● Input data:
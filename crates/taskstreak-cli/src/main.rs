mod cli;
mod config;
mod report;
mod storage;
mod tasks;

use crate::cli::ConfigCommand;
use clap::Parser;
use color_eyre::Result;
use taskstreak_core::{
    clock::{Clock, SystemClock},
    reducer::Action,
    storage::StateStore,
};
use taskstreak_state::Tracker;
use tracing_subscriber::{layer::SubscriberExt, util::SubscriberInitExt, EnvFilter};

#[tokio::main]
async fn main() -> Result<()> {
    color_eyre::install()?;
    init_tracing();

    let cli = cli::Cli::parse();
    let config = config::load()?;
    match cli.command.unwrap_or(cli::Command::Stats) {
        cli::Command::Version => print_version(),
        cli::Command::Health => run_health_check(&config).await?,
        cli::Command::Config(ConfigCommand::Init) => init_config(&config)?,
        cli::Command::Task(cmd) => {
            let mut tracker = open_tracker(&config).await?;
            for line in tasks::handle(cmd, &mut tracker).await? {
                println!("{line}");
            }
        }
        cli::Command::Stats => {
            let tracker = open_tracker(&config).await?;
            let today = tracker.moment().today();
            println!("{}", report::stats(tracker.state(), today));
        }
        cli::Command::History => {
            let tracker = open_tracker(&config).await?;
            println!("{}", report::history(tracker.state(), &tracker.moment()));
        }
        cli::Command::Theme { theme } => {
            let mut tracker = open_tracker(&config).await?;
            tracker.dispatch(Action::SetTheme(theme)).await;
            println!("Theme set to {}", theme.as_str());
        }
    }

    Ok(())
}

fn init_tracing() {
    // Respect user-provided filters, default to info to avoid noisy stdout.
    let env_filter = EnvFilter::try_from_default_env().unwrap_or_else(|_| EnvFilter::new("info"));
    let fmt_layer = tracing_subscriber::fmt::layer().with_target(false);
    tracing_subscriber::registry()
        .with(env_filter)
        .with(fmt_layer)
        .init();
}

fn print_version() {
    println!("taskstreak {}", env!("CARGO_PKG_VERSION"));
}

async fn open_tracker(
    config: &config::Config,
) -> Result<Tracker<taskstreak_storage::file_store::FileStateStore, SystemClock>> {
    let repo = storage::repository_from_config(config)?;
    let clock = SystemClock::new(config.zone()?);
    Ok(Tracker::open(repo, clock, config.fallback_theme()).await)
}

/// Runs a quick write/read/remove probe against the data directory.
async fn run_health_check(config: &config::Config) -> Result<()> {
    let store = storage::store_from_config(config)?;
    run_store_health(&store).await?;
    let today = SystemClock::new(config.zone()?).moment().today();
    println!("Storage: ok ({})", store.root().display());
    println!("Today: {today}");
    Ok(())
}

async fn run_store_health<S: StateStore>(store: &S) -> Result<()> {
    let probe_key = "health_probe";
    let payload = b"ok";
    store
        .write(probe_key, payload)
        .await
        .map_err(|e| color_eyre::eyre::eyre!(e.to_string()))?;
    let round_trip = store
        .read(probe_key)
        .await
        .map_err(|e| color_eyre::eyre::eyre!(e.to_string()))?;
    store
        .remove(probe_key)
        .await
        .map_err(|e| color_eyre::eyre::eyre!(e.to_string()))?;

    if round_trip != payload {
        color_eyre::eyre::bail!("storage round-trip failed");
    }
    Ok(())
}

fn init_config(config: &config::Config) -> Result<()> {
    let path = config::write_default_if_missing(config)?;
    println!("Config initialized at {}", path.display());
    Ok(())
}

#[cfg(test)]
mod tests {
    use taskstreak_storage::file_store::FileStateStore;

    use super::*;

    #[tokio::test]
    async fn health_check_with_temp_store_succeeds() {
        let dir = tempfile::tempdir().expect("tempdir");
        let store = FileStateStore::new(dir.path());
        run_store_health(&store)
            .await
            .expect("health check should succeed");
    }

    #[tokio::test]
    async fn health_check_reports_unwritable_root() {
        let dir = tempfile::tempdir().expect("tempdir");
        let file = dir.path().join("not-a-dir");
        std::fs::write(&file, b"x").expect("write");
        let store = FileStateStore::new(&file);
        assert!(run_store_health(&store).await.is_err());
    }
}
--
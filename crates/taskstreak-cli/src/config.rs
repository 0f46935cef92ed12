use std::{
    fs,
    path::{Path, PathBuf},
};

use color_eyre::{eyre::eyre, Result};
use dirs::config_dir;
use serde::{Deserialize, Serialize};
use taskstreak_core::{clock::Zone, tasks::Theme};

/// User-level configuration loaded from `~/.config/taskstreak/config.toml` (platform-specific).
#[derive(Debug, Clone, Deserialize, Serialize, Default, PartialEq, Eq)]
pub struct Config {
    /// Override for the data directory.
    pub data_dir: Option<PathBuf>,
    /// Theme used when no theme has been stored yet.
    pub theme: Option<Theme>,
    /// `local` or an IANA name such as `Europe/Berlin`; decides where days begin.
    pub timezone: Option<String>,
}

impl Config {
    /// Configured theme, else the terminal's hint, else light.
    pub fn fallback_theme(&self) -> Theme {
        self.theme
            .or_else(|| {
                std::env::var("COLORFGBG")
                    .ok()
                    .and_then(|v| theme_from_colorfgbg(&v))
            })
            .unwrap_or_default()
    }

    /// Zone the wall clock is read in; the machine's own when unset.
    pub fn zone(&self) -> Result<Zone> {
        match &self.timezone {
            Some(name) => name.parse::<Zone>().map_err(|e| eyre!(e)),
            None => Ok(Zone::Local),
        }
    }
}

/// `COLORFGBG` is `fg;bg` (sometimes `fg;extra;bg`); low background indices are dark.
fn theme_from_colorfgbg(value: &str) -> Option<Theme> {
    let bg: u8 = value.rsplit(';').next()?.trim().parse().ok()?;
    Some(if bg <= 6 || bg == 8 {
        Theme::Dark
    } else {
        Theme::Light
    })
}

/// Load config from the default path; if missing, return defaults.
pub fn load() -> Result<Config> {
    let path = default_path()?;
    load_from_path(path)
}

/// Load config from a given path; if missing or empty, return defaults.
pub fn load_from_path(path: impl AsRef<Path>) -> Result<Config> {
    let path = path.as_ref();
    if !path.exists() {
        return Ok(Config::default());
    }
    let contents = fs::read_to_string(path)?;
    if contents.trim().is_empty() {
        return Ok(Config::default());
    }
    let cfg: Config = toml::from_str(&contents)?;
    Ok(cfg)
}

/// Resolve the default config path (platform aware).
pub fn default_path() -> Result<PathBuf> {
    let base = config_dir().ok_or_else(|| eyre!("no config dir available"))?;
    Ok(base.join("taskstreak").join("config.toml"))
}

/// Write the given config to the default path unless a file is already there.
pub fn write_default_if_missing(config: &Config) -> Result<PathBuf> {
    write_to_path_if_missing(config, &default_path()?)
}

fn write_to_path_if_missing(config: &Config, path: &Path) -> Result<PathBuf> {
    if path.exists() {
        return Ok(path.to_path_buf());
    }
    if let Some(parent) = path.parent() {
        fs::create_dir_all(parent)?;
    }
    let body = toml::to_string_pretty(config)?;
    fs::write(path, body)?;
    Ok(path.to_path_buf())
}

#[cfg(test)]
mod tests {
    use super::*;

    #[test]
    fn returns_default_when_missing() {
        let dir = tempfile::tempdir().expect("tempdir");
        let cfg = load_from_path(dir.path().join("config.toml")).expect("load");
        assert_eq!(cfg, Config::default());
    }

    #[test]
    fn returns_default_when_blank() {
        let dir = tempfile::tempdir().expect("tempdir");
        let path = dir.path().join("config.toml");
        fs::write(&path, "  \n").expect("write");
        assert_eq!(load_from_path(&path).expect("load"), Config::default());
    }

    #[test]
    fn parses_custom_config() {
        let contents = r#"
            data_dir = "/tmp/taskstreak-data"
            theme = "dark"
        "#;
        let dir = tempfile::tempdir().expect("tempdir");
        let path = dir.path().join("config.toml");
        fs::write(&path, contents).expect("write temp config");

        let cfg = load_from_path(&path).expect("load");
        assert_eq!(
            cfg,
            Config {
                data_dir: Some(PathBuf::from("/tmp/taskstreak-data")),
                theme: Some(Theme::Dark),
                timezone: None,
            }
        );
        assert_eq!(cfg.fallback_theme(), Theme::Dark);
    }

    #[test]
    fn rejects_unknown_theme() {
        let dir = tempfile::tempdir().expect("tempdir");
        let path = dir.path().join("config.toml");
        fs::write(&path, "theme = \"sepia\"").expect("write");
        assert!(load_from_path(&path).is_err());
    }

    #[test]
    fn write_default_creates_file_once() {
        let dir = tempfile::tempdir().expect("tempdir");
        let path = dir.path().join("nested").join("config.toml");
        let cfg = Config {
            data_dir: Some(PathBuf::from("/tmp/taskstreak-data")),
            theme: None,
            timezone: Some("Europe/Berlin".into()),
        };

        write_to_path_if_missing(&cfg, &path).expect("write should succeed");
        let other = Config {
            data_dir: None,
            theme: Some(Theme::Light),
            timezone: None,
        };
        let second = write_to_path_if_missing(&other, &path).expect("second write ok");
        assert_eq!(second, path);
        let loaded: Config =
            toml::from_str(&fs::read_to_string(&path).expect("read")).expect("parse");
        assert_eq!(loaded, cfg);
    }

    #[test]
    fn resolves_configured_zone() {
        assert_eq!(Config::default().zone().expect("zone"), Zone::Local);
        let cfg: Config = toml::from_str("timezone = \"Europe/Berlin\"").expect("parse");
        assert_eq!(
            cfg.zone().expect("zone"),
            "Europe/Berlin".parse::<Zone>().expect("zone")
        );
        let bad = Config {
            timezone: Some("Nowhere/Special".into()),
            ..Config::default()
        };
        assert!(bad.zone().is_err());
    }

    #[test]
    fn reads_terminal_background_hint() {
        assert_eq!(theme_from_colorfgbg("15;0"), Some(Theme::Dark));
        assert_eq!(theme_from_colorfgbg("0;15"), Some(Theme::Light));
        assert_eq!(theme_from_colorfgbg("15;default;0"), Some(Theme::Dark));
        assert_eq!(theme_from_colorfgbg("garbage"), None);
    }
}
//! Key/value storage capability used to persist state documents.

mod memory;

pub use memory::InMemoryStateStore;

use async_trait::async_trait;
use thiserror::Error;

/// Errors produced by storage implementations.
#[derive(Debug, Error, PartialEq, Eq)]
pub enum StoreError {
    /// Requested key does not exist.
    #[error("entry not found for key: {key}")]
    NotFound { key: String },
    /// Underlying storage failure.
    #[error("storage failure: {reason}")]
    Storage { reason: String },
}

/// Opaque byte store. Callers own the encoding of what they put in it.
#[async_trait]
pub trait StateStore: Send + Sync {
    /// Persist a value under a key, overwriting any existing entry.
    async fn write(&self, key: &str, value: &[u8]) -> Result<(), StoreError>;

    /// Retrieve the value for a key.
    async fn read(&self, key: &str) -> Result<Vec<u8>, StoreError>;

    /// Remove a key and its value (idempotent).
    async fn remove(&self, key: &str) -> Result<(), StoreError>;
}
---
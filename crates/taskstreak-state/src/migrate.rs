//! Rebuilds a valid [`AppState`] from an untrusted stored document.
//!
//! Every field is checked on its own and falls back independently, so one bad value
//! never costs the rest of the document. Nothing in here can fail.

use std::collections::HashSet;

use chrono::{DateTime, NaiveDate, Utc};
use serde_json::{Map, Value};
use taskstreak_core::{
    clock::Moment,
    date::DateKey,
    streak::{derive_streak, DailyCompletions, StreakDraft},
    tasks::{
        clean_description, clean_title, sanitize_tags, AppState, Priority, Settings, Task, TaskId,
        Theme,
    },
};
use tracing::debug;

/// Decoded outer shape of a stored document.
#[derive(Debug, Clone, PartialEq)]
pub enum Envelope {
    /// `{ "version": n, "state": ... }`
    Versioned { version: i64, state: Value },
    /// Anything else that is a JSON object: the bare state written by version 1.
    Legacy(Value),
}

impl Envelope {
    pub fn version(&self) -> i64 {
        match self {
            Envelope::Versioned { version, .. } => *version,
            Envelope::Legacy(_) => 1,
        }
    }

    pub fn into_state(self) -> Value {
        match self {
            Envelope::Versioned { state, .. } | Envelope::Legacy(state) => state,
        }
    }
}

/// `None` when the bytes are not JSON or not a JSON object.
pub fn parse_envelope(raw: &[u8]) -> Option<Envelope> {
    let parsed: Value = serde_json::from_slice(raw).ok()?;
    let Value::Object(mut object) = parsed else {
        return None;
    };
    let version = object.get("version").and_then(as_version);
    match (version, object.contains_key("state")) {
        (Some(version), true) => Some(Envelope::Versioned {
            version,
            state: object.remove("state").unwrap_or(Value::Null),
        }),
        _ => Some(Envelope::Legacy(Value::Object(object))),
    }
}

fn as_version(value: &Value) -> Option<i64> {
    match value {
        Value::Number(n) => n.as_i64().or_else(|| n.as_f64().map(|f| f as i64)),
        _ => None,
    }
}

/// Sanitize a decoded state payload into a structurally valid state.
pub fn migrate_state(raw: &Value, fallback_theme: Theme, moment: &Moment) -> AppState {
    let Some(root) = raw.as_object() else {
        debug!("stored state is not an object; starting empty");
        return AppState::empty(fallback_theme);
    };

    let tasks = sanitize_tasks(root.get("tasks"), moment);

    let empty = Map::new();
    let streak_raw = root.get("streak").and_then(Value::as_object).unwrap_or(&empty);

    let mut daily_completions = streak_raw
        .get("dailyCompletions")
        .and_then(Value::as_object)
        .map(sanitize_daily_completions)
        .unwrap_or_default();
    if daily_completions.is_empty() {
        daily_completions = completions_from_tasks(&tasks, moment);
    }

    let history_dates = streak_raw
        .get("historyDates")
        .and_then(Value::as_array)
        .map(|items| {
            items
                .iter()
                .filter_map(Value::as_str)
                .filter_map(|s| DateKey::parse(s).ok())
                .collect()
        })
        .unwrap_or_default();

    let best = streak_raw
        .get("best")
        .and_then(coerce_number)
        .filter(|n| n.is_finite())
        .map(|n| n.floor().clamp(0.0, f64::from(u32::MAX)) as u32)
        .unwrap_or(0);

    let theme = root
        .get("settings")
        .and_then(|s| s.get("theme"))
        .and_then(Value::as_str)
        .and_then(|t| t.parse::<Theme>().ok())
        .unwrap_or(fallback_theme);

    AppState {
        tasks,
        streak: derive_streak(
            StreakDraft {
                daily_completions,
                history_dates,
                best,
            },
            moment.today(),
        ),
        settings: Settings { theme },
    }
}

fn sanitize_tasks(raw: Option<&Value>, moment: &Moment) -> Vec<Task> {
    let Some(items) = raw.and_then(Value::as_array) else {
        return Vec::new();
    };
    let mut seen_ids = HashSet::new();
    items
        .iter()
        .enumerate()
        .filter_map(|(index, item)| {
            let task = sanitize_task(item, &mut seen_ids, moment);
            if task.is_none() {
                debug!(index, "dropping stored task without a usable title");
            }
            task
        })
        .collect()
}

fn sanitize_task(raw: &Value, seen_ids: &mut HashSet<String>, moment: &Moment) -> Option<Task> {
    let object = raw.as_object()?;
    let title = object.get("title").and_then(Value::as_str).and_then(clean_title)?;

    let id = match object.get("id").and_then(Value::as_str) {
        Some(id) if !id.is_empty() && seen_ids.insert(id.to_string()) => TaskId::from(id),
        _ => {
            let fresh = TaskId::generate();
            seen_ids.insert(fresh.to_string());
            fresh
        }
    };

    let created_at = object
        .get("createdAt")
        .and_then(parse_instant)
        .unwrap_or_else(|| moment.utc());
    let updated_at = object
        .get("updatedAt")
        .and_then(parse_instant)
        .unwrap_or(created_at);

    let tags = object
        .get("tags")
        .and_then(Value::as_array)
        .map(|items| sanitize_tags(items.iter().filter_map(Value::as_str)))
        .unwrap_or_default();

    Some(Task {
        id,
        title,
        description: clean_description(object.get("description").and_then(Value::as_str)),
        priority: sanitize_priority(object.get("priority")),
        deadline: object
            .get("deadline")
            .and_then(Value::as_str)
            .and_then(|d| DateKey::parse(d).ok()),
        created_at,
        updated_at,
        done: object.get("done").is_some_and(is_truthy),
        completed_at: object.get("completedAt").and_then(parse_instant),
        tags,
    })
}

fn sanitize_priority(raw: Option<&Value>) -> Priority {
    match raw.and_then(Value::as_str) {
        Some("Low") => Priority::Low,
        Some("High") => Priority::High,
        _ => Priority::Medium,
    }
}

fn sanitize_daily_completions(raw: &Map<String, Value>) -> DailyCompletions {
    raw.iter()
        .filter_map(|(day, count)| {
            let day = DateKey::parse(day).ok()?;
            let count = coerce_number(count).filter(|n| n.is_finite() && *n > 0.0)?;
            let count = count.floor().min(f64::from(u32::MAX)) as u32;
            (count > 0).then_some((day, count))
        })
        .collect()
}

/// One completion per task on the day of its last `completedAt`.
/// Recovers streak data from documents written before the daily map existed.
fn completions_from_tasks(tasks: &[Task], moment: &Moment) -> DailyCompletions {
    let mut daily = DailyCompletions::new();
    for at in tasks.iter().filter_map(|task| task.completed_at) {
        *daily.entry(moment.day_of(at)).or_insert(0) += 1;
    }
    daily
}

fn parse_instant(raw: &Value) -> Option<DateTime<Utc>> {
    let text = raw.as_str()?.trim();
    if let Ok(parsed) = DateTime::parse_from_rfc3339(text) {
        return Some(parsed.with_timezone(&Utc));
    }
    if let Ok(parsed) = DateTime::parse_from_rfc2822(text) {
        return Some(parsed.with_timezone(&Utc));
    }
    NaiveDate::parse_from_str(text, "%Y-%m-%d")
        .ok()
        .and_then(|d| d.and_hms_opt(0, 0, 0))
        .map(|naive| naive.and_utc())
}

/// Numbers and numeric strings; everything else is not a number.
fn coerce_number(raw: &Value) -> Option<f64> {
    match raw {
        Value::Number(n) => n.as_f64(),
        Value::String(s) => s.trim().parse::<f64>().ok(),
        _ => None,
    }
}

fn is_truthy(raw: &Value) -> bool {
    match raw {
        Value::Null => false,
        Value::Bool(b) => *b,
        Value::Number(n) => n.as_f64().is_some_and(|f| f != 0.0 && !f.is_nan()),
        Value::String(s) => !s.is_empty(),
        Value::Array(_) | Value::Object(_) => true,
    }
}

● Work task:
Reproduce exactly the stretch of the material above that starts at the line with "filename crates/taskstreak-cli/src/main.rs" and ends at the line with "let today = tracker.moment().today();", both included, and nothing else.

● Exercise output:
filename crates/taskstreak-cli/src/main.rs
mod cli;
mod config;
mod report;
mod storage;
mod tasks;

use crate::cli::ConfigCommand;
use clap::Parser;
use color_eyre::Result;
use taskstreak_core::{
    clock::{Clock, SystemClock},
    reducer::Action,
    storage::StateStore,
};
use taskstreak_state::Tracker;
use tracing_subscriber::{layer::SubscriberExt, util::SubscriberInitExt, EnvFilter};

#[tokio::main]
async fn main() -> Result<()> {
    color_eyre::install()?;
    init_tracing();

    let cli = cli::Cli::parse();
    let config = config::load()?;
    match cli.command.unwrap_or(cli::Command::Stats) {
        cli::Command::Version => print_version(),
        cli::Command::Health => run_health_check(&config).await?,
        cli::Command::Config(ConfigCommand::Init) => init_config(&config)?,
        cli::Command::Task(cmd) => {
            let mut tracker = open_tracker(&config).await?;
            for line in tasks::handle(cmd, &mut tracker).await? {
                println!("{line}");
            }
        }
        cli::Command::Stats => {
            let tracker = open_tracker(&config).await?;
            let today = tracker.moment().today();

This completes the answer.